Profesi dokter yang dianggap mulya utamanya dalam hal melayani masyarakat yang mempunyai keluhan terhadap penyakit mendapat kritikan dari masyarakat. Dokter dinilai kongkalikong dengan beberapa Apotek (Toko Obat) sehingga tebusan obat melonjak hingga hingga dianggap meresahkan masyarakat.

"Sebagian dokter banyak melakukan profesi kedokteran tidak sesuai dengan sumpahnya" Kata Syarif, warga Nyalaran- Pamekasan.

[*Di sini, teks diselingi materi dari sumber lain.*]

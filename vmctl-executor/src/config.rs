//! Guest, network, and orchestrator configuration.

use std::net::Ipv4Addr;
use std::path::{Path, PathBuf};
use std::time::Duration;

use serde::{Deserialize, Serialize};
use vmctl_core::VmName;

/// Default root under which per-VM state directories are created.
pub const DEFAULT_STATE_ROOT: &str = "/run/vmctl";

/// Guest hardware and boot parameters shared by every VM.
#[derive(Debug, Clone, Serialize, Deserialize)]
#[non_exhaustive]
pub struct GuestConfig {
    /// Path to the uncompressed guest kernel.
    pub kernel_path: PathBuf,

    /// Path to the root filesystem image (ext4).
    pub rootfs_path: PathBuf,

    /// Base kernel command line. Network and launch-profile parameters
    /// are appended per VM.
    pub cmdline: String,

    /// Number of virtual CPUs to boot with.
    pub vcpu_count: u8,

    /// Memory size in mebibytes.
    pub mem_size_mib: u32,

    /// Serial port mode (`Tty`, `Off`, ...). Case sensitive.
    pub serial_mode: String,

    /// Console mode (`Tty`, `Off`, ...). Case sensitive.
    pub console_mode: String,

    /// Number of virtio-net queues.
    pub net_queues: u32,

    /// Size of each virtio-net queue.
    pub net_queue_size: u32,

    /// Identifier of the guest network device.
    pub net_device_id: String,
}

impl GuestConfig {
    /// Create a guest config with the default hardware profile.
    ///
    /// # Arguments
    /// - `kernel_path`: path to the kernel image
    /// - `rootfs_path`: path to the root filesystem
    #[must_use]
    pub fn new(kernel_path: PathBuf, rootfs_path: PathBuf) -> Self {
        Self {
            kernel_path,
            rootfs_path,
            cmdline: "console=ttyS0 root=/dev/vda rw init=/bin/bash".to_owned(),
            vcpu_count: 1,
            mem_size_mib: 512,
            serial_mode: "Tty".to_owned(),
            console_mode: "Off".to_owned(),
            net_queues: 2,
            net_queue_size: 256,
            net_device_id: "_net0".to_owned(),
        }
    }

    /// Memory size in bytes, as the hypervisor API expects it.
    #[must_use]
    pub fn mem_size_bytes(&self) -> u64 {
        u64::from(self.mem_size_mib) * 1024 * 1024
    }
}

/// Address pool from which every VM gets its own tap device and /30 subnet.
#[derive(Debug, Clone, Serialize, Deserialize)]
#[non_exhaustive]
pub struct NetworkConfig {
    /// First address of the pool; must be 4-aligned.
    pub base: Ipv4Addr,

    /// Number of /30 slots, i.e. the maximum number of concurrent VMs.
    pub capacity: u16,

    /// Prefix of generated tap device names (`<prefix><slot>`).
    pub tap_prefix: String,
}

impl Default for NetworkConfig {
    fn default() -> Self {
        Self {
            base: Ipv4Addr::new(172, 20, 0, 0),
            capacity: 256,
            tap_prefix: "vmtap".to_owned(),
        }
    }
}

/// Settings of the lifecycle orchestrator.
#[derive(Debug, Clone, Serialize, Deserialize)]
#[non_exhaustive]
pub struct OrchestratorConfig {
    /// Directory holding one state directory per VM.
    pub state_root: PathBuf,

    /// How long to wait for the control socket to answer a ping.
    pub readiness_timeout: Duration,

    /// Pause between readiness pings.
    pub readiness_interval: Duration,

    pub guest: GuestConfig,

    pub network: NetworkConfig,
}

impl OrchestratorConfig {
    /// Create an orchestrator config with default timings and network pool.
    #[must_use]
    pub fn new(state_root: PathBuf, guest: GuestConfig) -> Self {
        Self {
            state_root,
            readiness_timeout: Duration::from_secs(10),
            readiness_interval: Duration::from_millis(10),
            guest,
            network: NetworkConfig::default(),
        }
    }
}

/// Filesystem locations owned by one VM. Derived solely from its name.
#[derive(Debug, Clone, PartialEq, Eq)]
pub struct VmPaths {
    pub state_dir: PathBuf,
    pub socket_path: PathBuf,
}

impl VmPaths {
    #[must_use]
    pub fn new(state_root: &Path, name: &VmName) -> Self {
        let state_dir = state_root.join(name.as_str());
        let socket_path = state_dir.join(format!("{name}.sock"));
        Self { state_dir, socket_path }
    }
}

Tidak sesuai dengan sumpah, menurut Herman adalah banyaknya dokter ketika melakukan tindakan media kepada Pasien menggunakan obat-obatan yang sangat memberatkan. "Nah, disinilah peran dokter memberikan resep kepada Pasien atau keluarga Pasien dengan mengarahkan kepada salah satu apotek. Anehnya obat tersebut tidak ada di Apotek lain. Yang ada cuma di Apotik yang ditunjuk itu" jelas Syarif.

"Untuk itu, perlu Ikatan Dokter Indonesia (IDI) turun tangan untuk menyelesaikan permasalahan tersebut. Karena tindakan yang demikian sangat meresahkan masyarakat" tuturnya.

"'jika tidak maka masyarakat akan luntur kepercayaan kepada dokter-dokter ini. Padahal masih banyak dokter yang baik yang menangani Pasien secara benar sesuai dengan sumpah dokter" tutupnya.